#!/usr/bin/env python
# coding: utf-8

# In this blog post, I want to share something that I recently discovered while using Scipy’s optimizing library and its general optimizers. I’ll try to recreate a context in which the same problem occurs.
# 
# Let’s say we want to find the miminum of a function of two parameters.

# In[33]:


from turtle import color
import numpy as np
import matplotlib.pyplot as plt


def f(x):
    return np.exp(-1/(.01*x[0]**2 + x[1]**2))

X, Y = np.meshgrid(np.linspace(-1, 1, 100), np.linspace(-2, 2, 200))


plt.pcolormesh(X, Y, f([X, Y]), shading="auto")
plt.colorbar()
plt.contour(X, Y, f([X, Y]), 20, colors="w")
plt.xlabel("x")
plt.ylabel("y")


# What makes this founction special?
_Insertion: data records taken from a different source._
//! Configuration management for recall.
//!
//! Loads configuration from environment variables with support for:
//! - Multiple embedding and LLM providers with fallback priority
//! - Memory tuning knobs (thresholds, limits, decay)
//! - Background maintenance scheduling
//!
//! Configuration is built once at startup and passed to the services that
//! need it.

use std::env;
use std::time::Duration;

use recall_embeddings::{default_dimension, EmbeddingConfig, EmbeddingProviderConfig};
use recall_llm::{LlmConfig, LlmProviderConfig};

use crate::services::decay::DEFAULT_HALF_LIFE_DAYS;

#[derive(Debug, Clone)]
pub struct Config {
    pub database: DatabaseConfig,
    pub embedding: EmbeddingConfig,
    pub llm: LlmConfig,
    pub memory: MemoryConfig,
    pub maintenance: MaintenanceConfig,
    pub telemetry: TelemetryConfig,
}

#[derive(Debug, Clone)]
pub struct DatabaseConfig {
    pub path: String,
}

/// Tunables for writing, retrieving and maintaining memories.
#[derive(Debug, Clone)]
pub struct MemoryConfig {
    /// Minimum query similarity for retrieval.
    pub similarity_threshold: f32,
    /// Default number of memories returned by retrieval.
    pub retrieval_limit: usize,
    /// Similarity at which a write merges into an existing memory.
    pub duplicate_threshold: f32,
    /// Character count above which content is summarized.
    pub summarize_threshold: usize,
    pub summarization_enabled: bool,
    /// Similarity used by consolidation.
    pub consolidation_threshold: f32,
    /// Similarity used by duplicate removal.
    pub dedup_threshold: f32,
    /// Relevance below which pruning considers a memory.
    pub prune_threshold: f64,
    /// Days without access before a low-relevance memory can be archived.
    pub prune_min_age_days: i64,
    /// Access count at or above which a memory is never archived.
    pub prune_max_access_count: i64,
    pub decay_half_life_days: f64,
    /// Similarity at which memories join the same cluster.
    pub cluster_threshold: f32,
}

impl Default for MemoryConfig {
    fn default() -> Self {
        Self {
            similarity_threshold: 0.3,
            retrieval_limit: 5,
            duplicate_threshold: 0.9,
            summarize_threshold: 200,
            summarization_enabled: true,
            consolidation_threshold: 0.9,
            dedup_threshold: 0.95,
            prune_threshold: 0.3,
            prune_min_age_days: 30,
            prune_max_access_count: 3,
            decay_half_life_days: DEFAULT_HALF_LIFE_DAYS,
            cluster_threshold: 0.75,
        }
    }
}

/// Shortest pause between maintenance cycles.
pub const MIN_MAINTENANCE_INTERVAL: Duration = Duration::from_secs(1);

#[derive(Debug, Clone)]
pub struct MaintenanceConfig {
    pub enabled: bool,
    pub interval: Duration,
    /// Users processed in parallel per cycle.
    pub concurrency: usize,
    /// Rows embedded per user per cycle by the backfill step.
    pub backfill_batch: usize,
}

impl Default for MaintenanceConfig {
    fn default() -> Self {
        Self {
            enabled: true,
            interval: Duration::from_secs(3600),
            concurrency: 4,
            backfill_batch: 50,
        }
    }
}

impl MaintenanceConfig {
    /// Pause between cycles, never shorter than [`MIN_MAINTENANCE_INTERVAL`].
    pub fn cycle_interval(&self) -> Duration {
        self.interval.max(MIN_MAINTENANCE_INTERVAL)
    }
}

#[derive(Debug, Clone, Default)]
pub struct TelemetryConfig {
    /// Prometheus listen address; exporter disabled when unset.
    pub metrics_addr: Option<String>,
    pub json_logs: bool,
}

impl Config {
    pub fn from_env() -> Self {
        dotenvy::dotenv().ok();

        let memory_defaults = MemoryConfig::default();
        let maintenance_defaults = MaintenanceConfig::default();

        Self {
            database: DatabaseConfig {
                path: env_or("DATABASE_PATH", "./data/recall.db"),
            },
            embedding: Self::parse_embedding_config(),
            llm: LlmConfig {
                providers: Self::parse_llm_providers(),
            },
            memory: MemoryConfig {
                similarity_threshold: env_parse(
                    "MEMORY_SIMILARITY_THRESHOLD",
                    memory_defaults.similarity_threshold,
                ),
                retrieval_limit: env_parse("MEMORY_RETRIEVAL_LIMIT", memory_defaults.retrieval_limit),
                duplicate_threshold: env_parse(
                    "MEMORY_DUPLICATE_THRESHOLD",
                    memory_defaults.duplicate_threshold,
                ),
                summarize_threshold: env_parse(
                    "MEMORY_SUMMARIZE_THRESHOLD",
                    memory_defaults.summarize_threshold,
                ),
                summarization_enabled: env_flag(
                    "MEMORY_SUMMARIZATION_ENABLED",
                    memory_defaults.summarization_enabled,
                ),
                consolidation_threshold: env_parse(
                    "MEMORY_CONSOLIDATION_THRESHOLD",
                    memory_defaults.consolidation_threshold,
                ),
                dedup_threshold: env_parse("MEMORY_DEDUP_THRESHOLD", memory_defaults.dedup_threshold),
                prune_threshold: env_parse("MEMORY_PRUNE_THRESHOLD", memory_defaults.prune_threshold),
                decay_half_life_days: env_parse(
                    "MEMORY_DECAY_HALF_LIFE_DAYS",
                    memory_defaults.decay_half_life_days,
                )
                .max(1.0),
                ..memory_defaults
            },
            maintenance: MaintenanceConfig {
                enabled: env_flag("MAINTENANCE_ENABLED", maintenance_defaults.enabled),
                interval: Duration::from_secs(env_parse(
                    "MAINTENANCE_INTERVAL_SECS",
                    maintenance_defaults.interval.as_secs(),
                ))
                .max(MIN_MAINTENANCE_INTERVAL),
                concurrency: env_parse("MAINTENANCE_CONCURRENCY", maintenance_defaults.concurrency)
                    .max(1),
                ..maintenance_defaults
            },
            telemetry: TelemetryConfig {
                metrics_addr: env::var("METRICS_ADDR").ok().filter(|v| !v.is_empty()),
                json_logs: env_or("LOG_FORMAT", "pretty").eq_ignore_ascii_case("json"),
            },
        }
    }

    /// Parse LLM providers from environment.
    /// Supports Gemini, Anthropic, OpenRouter, and OpenAI with automatic fallback ordering.
    fn parse_llm_providers() -> Vec<LlmProviderConfig> {
        let mut providers = Vec::new();

        // Gemini (priority 1 - free tier)
        if let Ok(api_key) = env::var("GOOGLE_API_KEY") {
            providers.push(LlmProviderConfig {
                name: "gemini".to_string(),
                base_url: recall_llm::default_endpoint("gemini"),
                model: env_or("GEMINI_MODEL", &recall_llm::default_model("gemini")),
                api_key,
                priority: 1,
            });
        }

        if let Ok(api_key) = env::var("ANTHROPIC_API_KEY") {
            providers.push(LlmProviderConfig {
                name: "anthropic".to_string(),
                base_url: recall_llm::default_endpoint("anthropic"),
                model: env_or("ANTHROPIC_MODEL", &recall_llm::default_model("anthropic")),
                api_key,
                priority: 2,
            });
        }

        if let Ok(api_key) = env::var("OPENROUTER_API_KEY") {
            providers.push(LlmProviderConfig {
                name: "openrouter".to_string(),
                base_url: recall_llm::default_endpoint("openrouter"),
                model: env_or("OPENROUTER_MODEL", &recall_llm::default_model("openrouter")),
                api_key,
                priority: 3,
            });
        }

        if let Ok(api_key) = env::var("OPENAI_API_KEY") {
            providers.push(LlmProviderConfig {
                name: "openai".to_string(),
                base_url: recall_llm::default_endpoint("openai"),
                model: env_or("OPENAI_MODEL", &recall_llm::default_model("openai")),
                api_key,
                priority: 4,
            });
        }

        providers.sort_by_key(|p| p.priority);
        providers
    }

    /// Parse embedding providers from environment.
    /// OpenAI first (its model defines the stored dimension), then Gemini, then Ollama.
    fn parse_embedding_config() -> EmbeddingConfig {
        let mut providers = Vec::new();

        if let Ok(api_key) = env::var("OPENAI_API_KEY") {
            providers.push(EmbeddingProviderConfig {
                name: "openai".to_string(),
                base_url: recall_embeddings::default_endpoint("openai"),
                model: env_or(
                    "OPENAI_EMBEDDING_MODEL",
                    &recall_embeddings::default_model("openai"),
                ),
                api_key,
                priority: 1,
            });
        }

        if let Ok(api_key) = env::var("GOOGLE_API_KEY") {
            providers.push(EmbeddingProviderConfig {
                name: "gemini".to_string(),
                base_url: recall_embeddings::default_endpoint("gemini"),
                model: env_or(
                    "GEMINI_EMBEDDING_MODEL",
                    &recall_embeddings::default_model("gemini"),
                ),
                api_key,
                priority: 2,
            });
        }

        // Local/self-hosted, no authentication
        if let Ok(ollama_url) = env::var("OLLAMA_URL") {
            providers.push(EmbeddingProviderConfig {
                name: "ollama".to_string(),
                base_url: ollama_url,
                model: env_or(
                    "OLLAMA_EMBEDDING_MODEL",
                    &recall_embeddings::default_model("ollama"),
                ),
                api_key: String::new(),
                priority: env_parse("OLLAMA_PRIORITY", 3),
            });
        }

        providers.sort_by_key(|p| p.priority);

        let default_dim = providers
            .first()
            .map(|p| default_dimension(&p.model))
            .unwrap_or(1536);

        EmbeddingConfig {
            providers,
            dimension: env_parse("EMBEDDING_DIMENSION", default_dim),
        }
    }
}

fn env_or(key: &str, default: &str) -> String {
    env::var(key).unwrap_or_else(|_| default.to_string())
}

fn env_parse<T: std::str::FromStr>(key: &str, default: T) -> T {
    env::var(key)
        .ok()
        .and_then(|v| v.trim().parse().ok())
        .unwrap_or(default)
}

fn env_flag(key: &str, default: bool) -> bool {
    match env::var(key) {
        Ok(v) => !matches!(v.trim().to_lowercase().as_str(), "false" | "0" | "no" | "off"),
        Err(_) => default,
    }
}

#[cfg(test)]
mod tests {
    use super::*;

    #[test]
    fn test_memory_defaults() {
        let memory = MemoryConfig::default();
        assert_eq!(memory.retrieval_limit, 5);
        assert!((memory.similarity_threshold - 0.3).abs() < f32::EPSILON);
        assert!((memory.duplicate_threshold - 0.9).abs() < f32::EPSILON);
        assert!((memory.dedup_threshold - 0.95).abs() < f32::EPSILON);
        assert_eq!(memory.summarize_threshold, 200);
        assert_eq!(memory.prune_min_age_days, 30);
        assert_eq!(memory.prune_max_access_count, 3);
    }

    #[test]
    fn test_env_parse_falls_back_on_garbage() {
        std::env::set_var("RECALL_TEST_PARSE_GARBAGE", "not-a-number");
        assert_eq!(env_parse("RECALL_TEST_PARSE_GARBAGE", 7usize), 7);
        std::env::set_var("RECALL_TEST_PARSE_GARBAGE", " 12 ");
        assert_eq!(env_parse("RECALL_TEST_PARSE_GARBAGE", 7usize), 12);
        std::env::remove_var("RECALL_TEST_PARSE_GARBAGE");
    }

    #[test]
    fn test_maintenance_interval_has_a_floor() {
        let config = MaintenanceConfig {
            interval: Duration::ZERO,
            ..MaintenanceConfig::default()
        };
        assert_eq!(config.cycle_interval(), MIN_MAINTENANCE_INTERVAL);
        assert_eq!(
            MaintenanceConfig::default().cycle_interval(),
            Duration::from_secs(3600)
        );

        std::env::set_var("MAINTENANCE_INTERVAL_SECS", "0");
        let config = Config::from_env();
        std::env::remove_var("MAINTENANCE_INTERVAL_SECS");
        assert_eq!(config.maintenance.interval, MIN_MAINTENANCE_INTERVAL);
    }

    #[test]
    fn test_env_flag() {
        std::env::set_var("RECALL_TEST_FLAG", "off");
        assert!(!env_flag("RECALL_TEST_FLAG", true));
        std::env::set_var("RECALL_TEST_FLAG", "yes");
        assert!(env_flag("RECALL_TEST_FLAG", false));
        std::env::remove_var("RECALL_TEST_FLAG");
        assert!(env_flag("RECALL_TEST_FLAG", true));
    }
}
It is very insensitive to its first parameter, $x$, while being quite sensitive to its second parameter $y$.
# 
# Where does its minimum lie? At (0, 0). However, judging by its graph, it’s not so easy to be sure of it. Let’s plot the same thing in log scale to see if it’s easier to spot.
# 

# In[37]:


plt.pcolormesh(X, Y, np.log10(f([X, Y])), shading="auto")
plt.colorbar(label="log-scale")
plt.contour(X, Y, np.log10(f([X, Y])), 3, colors="w")
plt.xlabel("x")
plt.ylabel("y")


# In the log-scale, it appears that the minimum is indeed quite flat along the x-direction.
# 
# Now imagine that we need to find the minimum of this function, using gradient information. How does the standard BFGS opitimizer do?

# In[53]:


from scipy import optimize


result = optimize.minimize(f, [1, 1], method="BFGS", tol=1e-10, options={'eps': 1e-5})

result


# Interestingly, the optimizer does not work as we would expect. The reason is clear: the gradient becomes very small and below the tolerance set by the options so the procedure stops.
# 
# However, we are still quite far from the true optimum, and more so in the first dimension. So in this case, we cannot find the true solution.

# One way of getting out of this situation is to rescale the variables. Let’s define a second function with rescaled values.

# In[68]:


def g(x):
    return f([100*x[0], 10*x[1]])

result = optimize.minimize(g, [.01, .1], method="BFGS", tol=1e-10, options={'eps': 1e-5})

result


# What did just happen? The rescaled version of the same function leads to a much better solution! Is this surprising? Let’s see a plot of the function `g`.

# In[65]:


plt.pcolormesh(X, Y, g([X, Y]), shading="auto")
plt.colorbar()
plt.contour(X, Y, g([X, Y]), 40, colors="w")
plt.xlabel("x")
plt.ylabel("y")


#